• hagop baronyan tarafindan yazilmis, 19 yy'in ikinci yarisinin istanbul'unu anlatan eglenceli kitap. kitabin ermenice'den cevirisi p. hilda teller babek tarfindan yapilmis ve 2014'de can yayinlarindan cikmis.

    idefix'ten yaptigim bir alisveris sirasinda, bedava kargodan yararlanmak icin sepetimi doldurmaya calisirken karsilastim bu kitapla (yani kendim kesfettim). sahsen yasadigim sehir ile ilgili kitaplari okumayi sevdigim icin. ozellikle boyle eski donem anlatildiginda, tanidigim, bildigim yerler olunca daha cok seviyorum. bu kitap da benim icin eglenceli ve o donemdeki insanlarin hayatlari ile ilgili bilgi verici oldu.

    ermeni halkin hayatiyla ilgili yazmis olmasina ragmen, sonucta hep beraber yasanmis oldugu icin turklerin de onlardan farkli olmadigini dusundum okurken.

    yazar, toplumsal sorunlari mizahi bir dille anlatiyormus eserlerinde. bu kitapta da istanbul'un 34 mahallesinde yasayan ermeni halk ile iligili dusuncelerini eglenceli bir dille anlatiyor.

    ornek verecek olursam;

    "pera (beyoglu): pera'nin sinirlari; doguda kumarbazlik, batida gosteris, guneyde musriflik ve kuzeyde sahtekarliktir.

    artik boyle sinirdaslarin olduktan sonra, rahat yurekle hayatini yasa.

    bu mahalle istanbul'un paris'i... tabii paris kendini asagilanmis saymazsa adinin beyoglu'yla ozdeslesmesine.
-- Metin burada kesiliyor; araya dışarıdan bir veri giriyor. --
//! Property definitions.

use super::types::PropertyType;
use rkyv::{Archive, Deserialize, Serialize};
use serde::{Deserialize as SerdeDeserialize, Serialize as SerdeSerialize};

/// A schema-stored property of a type.
///
/// The type tag is kept as the raw stored string. It is interpreted by the
/// parser registry, so a misspelled tag survives a load and is reported as a
/// per-type diagnostic instead of poisoning the whole snapshot.
#[derive(Debug, Clone, PartialEq, Archive, Serialize, Deserialize, SerdeSerialize, SerdeDeserialize)]
pub struct PropertyDef {
    /// Store-assigned identifier (0 until persisted).
    #[serde(default)]
    pub id: u64,
    /// Owning type name.
    #[serde(default)]
    pub owner: String,
    /// Property name.
    pub name: String,
    /// Raw type tag.
    #[serde(rename = "type")]
    pub type_tag: String,
    /// Tag-specific format (pattern, variant list, query, ...).
    #[serde(default)]
    pub format: Option<String>,
    /// Read function body for computed properties.
    #[serde(default)]
    pub read_function: Option<String>,
    /// Write function body for computed properties.
    #[serde(default)]
    pub write_function: Option<String>,
    /// Value type hint for computed properties.
    #[serde(default)]
    pub type_hint: Option<String>,
    /// Display hint.
    #[serde(default)]
    pub hint: Option<String>,
    /// Free-form category.
    #[serde(default)]
    pub category: Option<String>,
    /// Default value, as stored.
    #[serde(default)]
    pub default_value: Option<String>,
    /// Named validators attached to the property.
    #[serde(default)]
    pub validators: Vec<String>,
    /// Indexed for lookup.
    #[serde(default)]
    pub indexed: bool,
    /// Values must be unique across instances.
    #[serde(default)]
    pub unique: bool,
    /// Value is required.
    #[serde(default)]
    pub not_null: bool,
    /// Part of a compound uniqueness key.
    #[serde(default)]
    pub compound: bool,
    /// Declared in the schema rather than inherited from code.
    #[serde(default = "default_dynamic")]
    pub dynamic: bool,
    /// Part of the built-in schema.
    #[serde(default)]
    pub builtin: bool,
}

fn default_dynamic() -> bool {
    true
}

impl PropertyDef {
    /// Create a property with a raw type tag.
    pub fn new(name: impl Into<String>, type_tag: impl Into<String>) -> Self {
        Self {
            id: 0,
            owner: String::new(),
            name: name.into(),
            type_tag: type_tag.into(),
            format: None,
            read_function: None,
            write_function: None,
            type_hint: None,
            hint: None,
            category: None,
            default_value: None,
            validators: Vec::new(),
            indexed: false,
            unique: false,
            not_null: false,
            compound: false,
            dynamic: true,
            builtin: false,
        }
    }

    /// Create a property with a known tag.
    pub fn typed(name: impl Into<String>, tag: PropertyType) -> Self {
        Self::new(name, tag.name())
    }

    /// Set the owning type.
    pub fn owned_by(mut self, owner: impl Into<String>) -> Self {
        self.owner = owner.into();
        self
    }

    /// Set the format.
    pub fn with_format(mut self, format: impl Into<String>) -> Self {
        self.format = Some(format.into());
        self
    }

    /// Set the read function body.
    pub fn with_read_function(mut self, body: impl Into<String>) -> Self {
        self.read_function = Some(body.into());
        self
    }

    /// Set the write function body.
    pub fn with_write_function(mut self, body: impl Into<String>) -> Self {
        self.write_function = Some(body.into());
        self
    }

    /// Set the value type hint.
    pub fn with_type_hint(mut self, hint: impl Into<String>) -> Self {
        self.type_hint = Some(hint.into());
        self
    }

    /// Set the display hint.
    pub fn with_hint(mut self, hint: impl Into<String>) -> Self {
        self.hint = Some(hint.into());
        self
    }

    /// Set the default value.
    pub fn with_default(mut self, value: impl Into<String>) -> Self {
        self.default_value = Some(value.into());
        self
    }

    /// Attach a named validator.
    pub fn with_validator(mut self, name: impl Into<String>) -> Self {
        self.validators.push(name.into());
        self
    }

    /// Mark as required.
    pub fn not_null(mut self) -> Self {
        self.not_null = true;
        self
    }

    /// Mark as unique.
    pub fn unique(mut self) -> Self {
        self.unique = true;
        self
    }

    /// Mark as indexed.
    pub fn indexed(mut self) -> Self {
        self.indexed = true;
        self
    }

    /// Mark as part of a compound uniqueness key.
    pub fn compound(mut self) -> Self {
        self.compound = true;
        self.unique = true;
        self
    }

    /// Mark as part of the built-in schema.
    pub fn with_builtin(mut self) -> Self {
        self.builtin = true;
        self.dynamic = false;
        self
    }

    /// Known tag, if the raw tag names one exactly.
    pub fn property_type(&self) -> Option<PropertyType> {
        PropertyType::from_name(self.type_tag.trim())
    }
}

#[cfg(test)]
mod tests {
    use super::*;

    #[test]
    fn test_property_builder() {
        let prop = PropertyDef::typed("email", PropertyType::String)
            .owned_by("Customer")
            .with_format("[^@]+@[^@]+")
            .not_null()
            .unique();

        assert_eq!(prop.owner, "Customer");
        assert_eq!(prop.property_type(), Some(PropertyType::String));
        assert!(prop.not_null && prop.unique && !prop.compound);
        assert!(prop.dynamic);
    }

    #[test]
    fn test_unknown_tag_is_kept() {
        let prop = PropertyDef::new("size", "Strng");
        assert_eq!(prop.type_tag, "Strng");
        assert_eq!(prop.property_type(), None);
    }

    #[test]
    fn test_json_shape() {
        let prop: PropertyDef =
            serde_json::from_str(r#"{"name":"age","type":"Integer","not_null":true}"#).unwrap();

        assert_eq!(prop.property_type(), Some(PropertyType::Integer));
        assert!(prop.not_null);
        assert!(prop.dynamic);
        assert!(prop.validators.is_empty());
    }

    #[test]
    fn test_builtin_is_not_dynamic() {
        let prop = PropertyDef::typed("name", PropertyType::String).with_builtin();
        assert!(prop.builtin);
        assert!(!prop.dynamic);
    }
}
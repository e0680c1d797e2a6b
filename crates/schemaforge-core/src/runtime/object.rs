//! Schema-interpreted objects.

use serde::{Deserialize, Serialize};
use serde_json::{Map, Value};

/// An object of a schema-defined type, stored as a property bag.
#[derive(Debug, Clone, PartialEq, Serialize, Deserialize)]
pub struct DynamicObject {
    /// Object id.
    pub id: String,
    /// Type name the object is interpreted against.
    #[serde(rename = "type")]
    pub type_name: String,
    /// Property values.
    #[serde(default)]
    pub properties: Map<String, Value>,
}

impl DynamicObject {
    /// Create an object without properties.
    pub fn new(type_name: impl Into<String>, id: impl Into<String>) -> Self {
        Self {
            id: id.into(),
            type_name: type_name.into(),
            properties: Map::new(),
        }
    }

    /// Builder-style [`set`](Self::set).
    pub fn with(mut self, key: impl Into<String>, value: impl Into<Value>) -> Self {
        self.set(key, value);
        self
    }

    /// Property value, `None` when absent.
    pub fn get(&self, key: &str) -> Option<&Value> {
        self.properties.get(key)
    }

    /// Property value, treating JSON `null` as absent.
    pub fn value(&self, key: &str) -> Option<&Value> {
        self.get(key).filter(|v| !v.is_null())
    }

    /// Set a property.
    pub fn set(&mut self, key: impl Into<String>, value: impl Into<Value>) -> Option<Value> {
        self.properties.insert(key.into(), value.into())
    }

    /// Remove a property.
    pub fn remove(&mut self, key: &str) -> Option<Value> {
        self.properties.remove(key)
    }

    /// Project the object onto `members`, skipping absent ones.
    pub fn project(&self, members: &[String]) -> Map<String, Value> {
        members
            .iter()
            .filter_map(|m| self.get(m).map(|v| (m.clone(), v.clone())))
            .collect()
    }
}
    ................................."

    "ortakoy: oncelikle bilinmelidir ki buraya girmekte zorluklar vardir -sozum sereflilere, hirsizlara degil- ama buradan cikmak daha zordur. bati'nin sorunlariyla -dogu kulturundeki bircok yer icin soylendigi gibi- yapilanmis bir koy. ortakoy'e iskele tarafindaki yoldan girmek istersen alti tane muhtesem tuvaletin kokusu hemen hissedilir. anlasilan ortakoy'de yasayan biri icin hassas bir burun, buyuk bir sorun. dag tarafindan inmeyi denersen, yaninda guvenlikciler getirmelisin ki hirsizlardan yakani kurtarasin. sayet besiktas tarafindan gelirsen gecen yilki yangindan kalan kullerin dolmamasi icin gozlerini mendille baglamalisin. bu koye girmenin guvenli yolu tayyareyle inmektir derlerse de, benim icin en guvenlisi hic girmemektir.

    .................................."

    not: genelde, herkesin bilmedigi ve sevdigim seyleri paylasmam ama icimden geldi, iyi gunumdeyim bugun. bu kitabi paylastim.
  • hagop baronyan'ın istanbul'u 34 mahalleye bölerek birbirinden farklı yaşam öykülerini anlattığı eseridir. yazar, istanbullunun ekonomik ve sosyal sıkıntılarının yanında ermeni yetkililerin ermeni halkının sorunlarına kayıtsız kalmasını da mizahıyla pek güzel eleştirmiştir.
  • kadıköy için: "zamanında tenha bir ovaydı bu köy. avcılık meraklısı birkaç avrupalı, köyü ava uygun bularak yerleşti." demiş baronyan. işte tarihin devreye gitdiği an: demek ki avrupalılar buraya yerleşmese, kadıköy bugünkü kadıköy olmayacak.

    19. yy. da istanbul'un belli başlı 36 mahallesinde ermeniler ne durumdaymış, az-çok fikir edinmek adıma okunası katalog mahiyetinde kitap.

    öte yandan, hicvi seven birisi olarak okurken keyif alacağımı düşünüyordum, fakat düşündüğümü bulamadım.

    yazılar kısa kısa ve çoğunlukla halka dair tanıtımlar hâlinde olsa da konuya herhangi bir şekilde ilgisi olmayan bir kişi için, kitap sıkıcı gelebilecektir.

    konuya ilgisi olanlar ise okumalı derim.
  • dipnotlarında bile bir çok önemli bilgi barındıran ve 19. yy istanbul’unda ne tarz bir yaşam olduğunu az çok öğrenebileceğiniz bir kitap. az çok dememin sebebi ise sadece belli başlı mahalleleri içermesi ve bu yerlerdeki ermenilerin okul, kilise ve gündelik hayatlarıyla ilgili olması.

    bir günde rahat rahat okunabilecek keyifli bir kitap.